On 11/13/2012 07:57 PM, Tom Tromey wrote:
Luis>  Should frontends relying on MI information treat ^error specially and
Luis>  not look for any *stopped records?

I don't know the answer to this. I did find this though:

http://sourceware.org/bugzilla/show_bug.cgi?id=7778

I tend to think it would be cleanest if gdb were to emit a *stopped in
case of error -- but only if it previously emitted *running.  I don't
know how feasible this is.

Right. That seems to be what Ali's patch is attempting to address, in order to improve the relationship with the frontends.



Luis> The MI specification gives room for slightly different interpretations Luis> unfortunately.

For me, the text for "*running" is pretty clear:

      The frontend should assume that no interaction with a
      running thread is possible after this notification is produced.

I'm curious where the text is that gives room for another approach.

I wanted to know what is to be done once an ^error is thrown at the frontend and how it should behave.


There is this text:

"There's no guarantee that whenever an MI command reports an error, gdb or the target are in any specific state, and especially, the state is not reverted to the state before the MI command was processed. Therefore, whenever an MI command results in an error, we recommend that the frontend refreshes all the information shown in the user interface."
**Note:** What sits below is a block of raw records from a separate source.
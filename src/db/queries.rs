//! SQL query constants
//!
//! Contains all SQL used by the Postgres store adapters.

pub const CREATE_USERS_TABLE: &str = r#"
    CREATE TABLE IF NOT EXISTS users (
        id UUID PRIMARY KEY,
        username VARCHAR(255) UNIQUE NOT NULL,
        email VARCHAR(255) UNIQUE NOT NULL,
        password_hash VARCHAR(255) NOT NULL,
        role VARCHAR(50) NOT NULL
            CHECK (role IN ('property_manager', 'finance', 'ceo', 'assistant')),
        first_name VARCHAR(255) NOT NULL,
        last_name VARCHAR(255) NOT NULL,
        is_active BOOLEAN NOT NULL DEFAULT true,
        last_login TIMESTAMPTZ,
        created_at TIMESTAMPTZ NOT NULL DEFAULT CURRENT_TIMESTAMP,
        updated_at TIMESTAMPTZ NOT NULL DEFAULT CURRENT_TIMESTAMP
    )
"#;

pub const CREATE_RECORDS_TABLE: &str = r#"
    CREATE TABLE IF NOT EXISTS records (
        id UUID PRIMARY KEY,
        collection VARCHAR(64) NOT NULL,
        body JSONB NOT NULL,
        created_at TIMESTAMPTZ NOT NULL DEFAULT CURRENT_TIMESTAMP,
        updated_at TIMESTAMPTZ NOT NULL DEFAULT CURRENT_TIMESTAMP
    )
"#;

pub const CREATE_RECORDS_COLLECTION_INDEX: &str =
    "CREATE INDEX IF NOT EXISTS idx_records_collection ON records(collection)";

/// Store-level uniqueness for `propertyRef`
pub const CREATE_PROPERTY_REF_INDEX: &str = r#"
    CREATE UNIQUE INDEX IF NOT EXISTS idx_records_property_ref
    ON records ((body->>'propertyRef'))
    WHERE collection = 'properties'
"#;

const USER_COLUMNS: &str = "id, username, email, password_hash, role, first_name, last_name, \
                            is_active, last_login, created_at, updated_at";

pub fn insert_user() -> String {
    format!(
        "INSERT INTO users ({USER_COLUMNS}) VALUES ($1, $2, $3, $4, $5, $6, $7, $8, $9, $10, $11) \
         RETURNING {USER_COLUMNS}"
    )
}

pub fn select_user_by_email_or_username() -> String {
    format!("SELECT {USER_COLUMNS} FROM users WHERE email = $1 OR username = $2 LIMIT 1")
}

pub fn select_user_by_email() -> String {
    format!("SELECT {USER_COLUMNS} FROM users WHERE email = $1")
}

pub fn select_user_by_id() -> String {
    format!("SELECT {USER_COLUMNS} FROM users WHERE id = $1")
}

pub fn update_user_active() -> String {
    format!("UPDATE users SET is_active = $2, updated_at = $3 WHERE id = $1 RETURNING {USER_COLUMNS}")
}

pub const UPDATE_LAST_LOGIN: &str =
    "UPDATE users SET last_login = $2, updated_at = $2 WHERE id = $1";

pub const SELECT_RECORDS: &str =
    "SELECT id, body, created_at, updated_at FROM records WHERE collection = $1";

pub const SELECT_RECORD: &str =
    "SELECT id, body, created_at, updated_at FROM records WHERE collection = $1 AND id = $2";

pub const INSERT_RECORD: &str = r#"
    INSERT INTO records (id, collection, body, created_at, updated_at)
    VALUES ($1, $2, $3, $4, $4)
    RETURNING id, body, created_at, updated_at
"#;

/// Shallow merge of the JSON body
pub const UPDATE_RECORD: &str = r#"
    UPDATE records SET body = body || $3, updated_at = $4
    WHERE collection = $1 AND id = $2
    RETURNING id, body, created_at, updated_at
"#;

pub const DELETE_RECORD: &str = r#"
    DELETE FROM records WHERE collection = $1 AND id = $2
    RETURNING id, body, created_at, updated_at
"#;
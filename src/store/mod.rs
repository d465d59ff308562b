//! Storage seams
//!
//! The credential store and the document store are external collaborators.
//! Handlers and the auth core only see these traits; `memory` and
//! `crate::db::service` provide the concrete adapters.

mod memory;

pub use memory::{MemoryCredentialStore, MemoryDocumentStore};

use crate::error::AppError;
use crate::users::Identity;
use async_trait::async_trait;
use chrono::{DateTime, Utc};
use serde::Serialize;
use serde_json::{Map, Value};
use uuid::Uuid;

/// Lookup and persistence of identities
#[async_trait]
pub trait CredentialStore: Send + Sync {
    /// Single lookup matching either the email or the username.
    async fn find_by_email_or_username(
        &self,
        email: &str,
        username: &str,
    ) -> Result<Option<Identity>, AppError>;

    async fn find_by_email(&self, email: &str) -> Result<Option<Identity>, AppError>;

    async fn find_by_id(&self, id: Uuid) -> Result<Option<Identity>, AppError>;

    /// Persist a new identity. Fails with [`AppError::Conflict`] when the
    /// email or username is already taken; check and insert are atomic.
    async fn create(&self, identity: Identity) -> Result<Identity, AppError>;

    async fn record_login(&self, id: Uuid, at: DateTime<Utc>) -> Result<(), AppError>;

    async fn set_active(&self, id: Uuid, active: bool) -> Result<Option<Identity>, AppError>;
}

/// Named document collections
#[derive(Debug, Clone, Copy, PartialEq, Eq, Hash)]
pub enum Collection {
    Properties,
    InsuredCars,
    PropertyInsured,
    InsuredCover,
}

impl Collection {
    pub fn name(&self) -> &'static str {
        match self {
            Collection::Properties => "properties",
            Collection::InsuredCars => "insuredcars",
            Collection::PropertyInsured => "propertyinsured",
            Collection::InsuredCover => "insuredcover",
        }
    }

    /// Body fields whose value must be unique within the collection
    pub fn unique_fields(&self) -> &'static [&'static str] {
        match self {
            Collection::Properties => &["propertyRef"],
            _ => &[],
        }
    }
}

/// A stored record: an opaque JSON object keyed by ID
#[derive(Debug, Clone, Serialize, PartialEq)]
pub struct Document {
    #[serde(rename = "_id")]
    pub id: Uuid,
    #[serde(flatten)]
    pub body: Map<String, Value>,
    #[serde(rename = "createdAt")]
    pub created_at: DateTime<Utc>,
    #[serde(rename = "updatedAt")]
    pub updated_at: DateTime<Utc>,
}

impl Document {
    pub fn new(body: Map<String, Value>) -> Self {
        let now = Utc::now();
        Self {
            id: Uuid::new_v4(),
            body,
            created_at: now,
            updated_at: now,
        }
    }

    pub fn field(&self, name: &str) -> Option<&Value> {
        self.body.get(name)
    }
}

/// Collection-scoped CRUD over documents
#[async_trait]
pub trait DocumentStore: Send + Sync {
    async fn find_all(&self, collection: Collection) -> Result<Vec<Document>, AppError>;

    async fn find_by_id(&self, collection: Collection, id: Uuid) -> Result<Option<Document>, AppError>;

    async fn insert(&self, collection: Collection, body: Map<String, Value>) -> Result<Document, AppError>;

    /// Shallow-merge `changes` into the stored body. `None` if absent.
    async fn update(
        &self,
        collection: Collection,
        id: Uuid,
        changes: Map<String, Value>,
    ) -> Result<Option<Document>, AppError>;

    /// Remove and return the document. `None` if absent.
    async fn delete(&self, collection: Collection, id: Uuid) -> Result<Option<Document>, AppError>;
}

pub(crate) fn duplicate_field(field: &str, value: &Value) -> AppError {
    let shown = value.as_str().map(str::to_string).unwrap_or_else(|| value.to_string());
    AppError::Conflict(format!("{} '{}' already exists", field, shown))
}
//! JWT token management
//!
//! Signs and verifies self-contained bearer tokens with a shared HMAC secret.

use crate::auth::Role;
use crate::error::{AppError, AuthError};
use chrono::{DateTime, Duration, Utc};
use jsonwebtoken::errors::ErrorKind;
use jsonwebtoken::{decode, encode, Algorithm, DecodingKey, EncodingKey, Header, Validation};
use serde::{Deserialize, Serialize};
use tracing::debug;
use uuid::Uuid;

/// Tokens live for a fixed 24 hours from issuance; there is no refresh.
pub const TOKEN_LIFETIME_HOURS: i64 = 24;

/// JWT claims
#[derive(Debug, Serialize, Deserialize, Clone, PartialEq, Eq)]
pub struct Claims {
    /// Subject (identity ID)
    pub sub: Uuid,
    /// Role name as issued. Kept as a string so that a token carrying an
    /// unknown role still verifies and is then refused by the matrix.
    pub role: String,
    pub email: String,
    /// Issued at (Unix timestamp)
    pub iat: i64,
    /// Expiration time (Unix timestamp)
    pub exp: i64,
}

/// Issues and verifies tokens. Holds the only copy of the key material.
#[derive(Clone)]
pub struct TokenCodec {
    encoding: EncodingKey,
    decoding: DecodingKey,
    validation: Validation,
    lifetime: Duration,
}

impl TokenCodec {
    pub fn new(secret: &[u8]) -> Self {
        let mut validation = Validation::new(Algorithm::HS256);
        validation.leeway = 0;
        validation.set_required_spec_claims(&["exp", "sub"]);

        Self {
            encoding: EncodingKey::from_secret(secret),
            decoding: DecodingKey::from_secret(secret),
            validation,
            lifetime: Duration::hours(TOKEN_LIFETIME_HOURS),
        }
    }

    /// Lifetime in seconds, as reported to clients.
    pub fn expires_in(&self) -> i64 {
        self.lifetime.num_seconds()
    }

    /// Sign a fresh token for the given identity.
    pub fn issue(&self, subject: Uuid, role: Role, email: &str) -> Result<String, AppError> {
        self.issue_at(subject, role, email, Utc::now())
    }

    pub(crate) fn issue_at(
        &self,
        subject: Uuid,
        role: Role,
        email: &str,
        now: DateTime<Utc>,
    ) -> Result<String, AppError> {
        let claims = Claims {
            sub: subject,
            role: role.as_str().to_string(),
            email: email.to_string(),
            iat: now.timestamp(),
            exp: (now + self.lifetime).timestamp(),
        };

        encode(&Header::new(Algorithm::HS256), &claims, &self.encoding)
            .map_err(|e| AppError::Internal(format!("Failed to sign token: {}", e)))
    }

    /// Verify signature, structure and expiry.
    ///
    /// Every failure collapses into [`AuthError::InvalidToken`]; the reason
    /// only reaches the debug log.
    pub fn verify(&self, token: &str) -> Result<Claims, AuthError> {
        decode::<Claims>(token, &self.decoding, &self.validation)
            .map(|data| data.claims)
            .map_err(|e| {
                match e.kind() {
                    ErrorKind::ExpiredSignature => debug!("Rejected expired token"),
                    ErrorKind::InvalidSignature => debug!("Rejected token with bad signature"),
                    _ => debug!("Rejected malformed token: {}", e),
                }
                AuthError::InvalidToken
            })
    }
}

#[cfg(test)]
mod tests {
    use super::*;

    fn codec() -> TokenCodec {
        TokenCodec::new(b"unit-test-secret")
    }

    #[test]
    fn test_issue_then_verify_keeps_claims() {
        let codec = codec();
        let id = Uuid::new_v4();

        let token = codec.issue(id, Role::Finance, "j@x.com").unwrap();
        let claims = codec.verify(&token).unwrap();

        assert_eq!(claims.sub, id);
        assert_eq!(claims.role, "finance");
        assert_eq!(claims.email, "j@x.com");
        assert_eq!(claims.exp - claims.iat, TOKEN_LIFETIME_HOURS * 3600);
    }

    #[test]
    fn test_expired_token_is_invalid() {
        let codec = codec();
        let issued = Utc::now() - Duration::hours(TOKEN_LIFETIME_HOURS + 1);
        let token = codec
            .issue_at(Uuid::new_v4(), Role::Ceo, "ceo@x.com", issued)
            .unwrap();

        assert_eq!(codec.verify(&token), Err(AuthError::InvalidToken));
    }

    #[test]
    fn test_token_just_inside_lifetime_is_valid() {
        let codec = codec();
        let issued = Utc::now() - Duration::hours(TOKEN_LIFETIME_HOURS) + Duration::minutes(5);
        let token = codec
            .issue_at(Uuid::new_v4(), Role::Ceo, "ceo@x.com", issued)
            .unwrap();

        assert!(codec.verify(&token).is_ok());
    }

    #[test]
    fn test_forged_and_malformed_tokens_share_error() {
        let codec = codec();
        let other = TokenCodec::new(b"some-other-secret");
        let forged = other.issue(Uuid::new_v4(), Role::PropertyManager, "x@x.com").unwrap();

        assert_eq!(codec.verify(&forged), Err(AuthError::InvalidToken));
        assert_eq!(codec.verify("not.a.token"), Err(AuthError::InvalidToken));
        assert_eq!(codec.verify(""), Err(AuthError::InvalidToken));
    }

    #[test]
    fn test_tampered_payload_is_rejected() {
        let codec = codec();
        let token = codec.issue(Uuid::new_v4(), Role::Assistant, "a@x.com").unwrap();
        // Property manager payload, untouched signature
        let escalated = TokenCodec::new(b"attacker")
            .issue(Uuid::new_v4(), Role::PropertyManager, "a@x.com")
            .unwrap();
        let parts: Vec<&str> = token.split('.').collect();
        let payload = escalated.split('.').nth(1).unwrap();
        let spliced = format!("{}.{}.{}", parts[0], payload, parts[2]);

        assert_eq!(codec.verify(&spliced), Err(AuthError::InvalidToken));
    }
}
//! Database connection management
//!
//! Builds the Postgres pool and prepares the schema used by the store
//! adapters in [`service`].

pub mod queries;
pub mod service;

use crate::config::DatabaseConfig;
use deadpool_postgres::{Config, ManagerConfig, Pool, PoolConfig, RecyclingMethod, Runtime};
use tracing::info;

/// Create the connection pool and verify it with a round trip
pub async fn init_pool(config: &DatabaseConfig) -> anyhow::Result<Pool> {
    let mut cfg = Config::new();
    cfg.host = Some(config.host.clone());
    cfg.port = Some(config.port);
    cfg.user = Some(config.user.clone());
    cfg.password = Some(config.password.clone());
    cfg.dbname = Some(config.database.clone());
    cfg.pool = Some(PoolConfig::new(config.max_pool_size));
    cfg.manager = Some(ManagerConfig {
        recycling_method: RecyclingMethod::Fast,
    });

    let pool = if config.require_tls {
        let certs = rustls_native_certs::load_native_certs();
        let mut root_store = rustls::RootCertStore::empty();
        for cert in certs.certs {
            root_store.add(cert).ok();
        }

        let tls_config = rustls::ClientConfig::builder()
            .with_root_certificates(root_store)
            .with_no_client_auth();

        let tls = tokio_postgres_rustls::MakeRustlsConnect::new(tls_config);

        cfg.create_pool(Some(Runtime::Tokio1), tls)
            .map_err(|e| anyhow::anyhow!("Failed to create TLS pool: {}", e))?
    } else {
        cfg.create_pool(Some(Runtime::Tokio1), tokio_postgres::NoTls)
            .map_err(|e| anyhow::anyhow!("Failed to create pool: {}", e))?
    };

    let client = pool.get().await
        .map_err(|e| anyhow::anyhow!("Failed to get pool connection: {}", e))?;
    client.query_one("SELECT 1 as ok", &[])
        .await
        .map_err(|e| anyhow::anyhow!("Failed to verify database connection: {}", e))?;

    info!("✅ Database connection successful (TLS: {})", config.require_tls);
    Ok(pool)
}

/// Create tables and indexes if they don't exist
pub async fn create_tables(pool: &Pool) -> anyhow::Result<()> {
    let client = pool.get().await?;

    client.execute(queries::CREATE_USERS_TABLE, &[]).await?;
    client.execute(queries::CREATE_RECORDS_TABLE, &[]).await?;
    client.execute(queries::CREATE_RECORDS_COLLECTION_INDEX, &[]).await?;
    client.execute(queries::CREATE_PROPERTY_REF_INDEX, &[]).await?;

    info!("✅ Database tables initialized");
    Ok(())
}
//! Resource definitions
//!
//! Each resource names its collection, its required fields and typed
//! create/update payloads carrying the field validators. Payloads are
//! validated here and handed to the document store as plain JSON objects.

use crate::error::AppError;
use crate::store::{Collection, Document};
use chrono::NaiveDate;
use once_cell::sync::Lazy;
use regex::Regex;
use serde::de::DeserializeOwned;
use serde::{Deserialize, Serialize};
use serde_json::{Map, Value};
use std::cmp::Ordering;
use validator::{Validate, ValidationError, ValidationErrors};

static DATE_RE: Lazy<Regex> = Lazy::new(|| Regex::new(r"^\d{4}-\d{2}-\d{2}$").expect("valid date regex"));

/// How a collection is ordered when listed
#[derive(Debug, Clone, Copy)]
pub enum SortOrder {
    NewestFirst,
    FieldAsc(&'static str),
    FieldDesc(&'static str),
}

impl SortOrder {
    pub fn apply(self, docs: &mut [Document]) {
        let text = |doc: &Document, field: &str| {
            doc.field(field).and_then(Value::as_str).map(str::to_owned)
        };
        match self {
            SortOrder::NewestFirst => docs.sort_by(|a, b| b.created_at.cmp(&a.created_at)),
            SortOrder::FieldAsc(field) => docs.sort_by(|a, b| text(a, field).cmp(&text(b, field))),
            SortOrder::FieldDesc(field) => docs.sort_by(|a, b| match text(b, field).cmp(&text(a, field)) {
                Ordering::Equal => b.created_at.cmp(&a.created_at),
                other => other,
            }),
        }
    }
}

/// A resource type served over the generic record handlers
pub trait Resource: Send + Sync + 'static {
    const COLLECTION: Collection;
    /// Singular label for messages, e.g. "Property"
    const LABEL: &'static str;
    /// Prefix of the "<x> ID is required" message
    const ID_LABEL: &'static str;
    /// Plural noun for messages, e.g. "properties"
    const PLURAL: &'static str;
    const REQUIRED: &'static [&'static str];
    const ORDER: SortOrder;

    type Create: DeserializeOwned + Serialize + Validate;
    type Update: DeserializeOwned + Serialize + Validate;
}

fn is_blank(value: Option<&Value>) -> bool {
    match value {
        None | Some(Value::Null) => true,
        Some(Value::String(s)) => s.trim().is_empty(),
        _ => false,
    }
}

fn validation_messages(errors: &ValidationErrors) -> Vec<String> {
    let mut messages: Vec<String> = errors
        .field_errors()
        .into_iter()
        .flat_map(|(field, errs)| {
            errs.iter().map(move |e| {
                e.message
                    .as_ref()
                    .map(|m| m.to_string())
                    .unwrap_or_else(|| format!("{} is invalid", field))
            })
        })
        .collect();
    messages.sort();
    messages
}

fn typed<T: DeserializeOwned + Validate>(body: Map<String, Value>) -> Result<T, AppError> {
    let payload: T = serde_json::from_value(Value::Object(body))
        .map_err(|e| AppError::InvalidFields(vec![e.to_string()]))?;
    payload
        .validate()
        .map_err(|e| AppError::InvalidFields(validation_messages(&e)))?;
    Ok(payload)
}

fn into_object<T: Serialize>(payload: &T) -> Result<Map<String, Value>, AppError> {
    match serde_json::to_value(payload) {
        Ok(Value::Object(map)) => Ok(map),
        Ok(_) => Err(AppError::Internal("Payload did not serialize to an object".to_string())),
        Err(e) => Err(AppError::Internal(format!("Failed to serialize payload: {}", e))),
    }
}

fn expect_object(body: Value) -> Result<Map<String, Value>, AppError> {
    match body {
        Value::Object(map) => Ok(map),
        _ => Err(AppError::BadRequest("Request body must be a JSON object".to_string())),
    }
}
It is not clear how things need to be refreshed, specially when the frontend needs to assume a thread/inferior is still running after it saw ^running but did not see a *stopped record, though it did see an ^error. But ^error does not imply the target has stopped.

So it needs to refresh information, but should it forget the target was running and attempt to fetch data anyway or should it do something else?

In the case of all-stop mode, we know the inferior is stopped. This may not be true for non-stop though.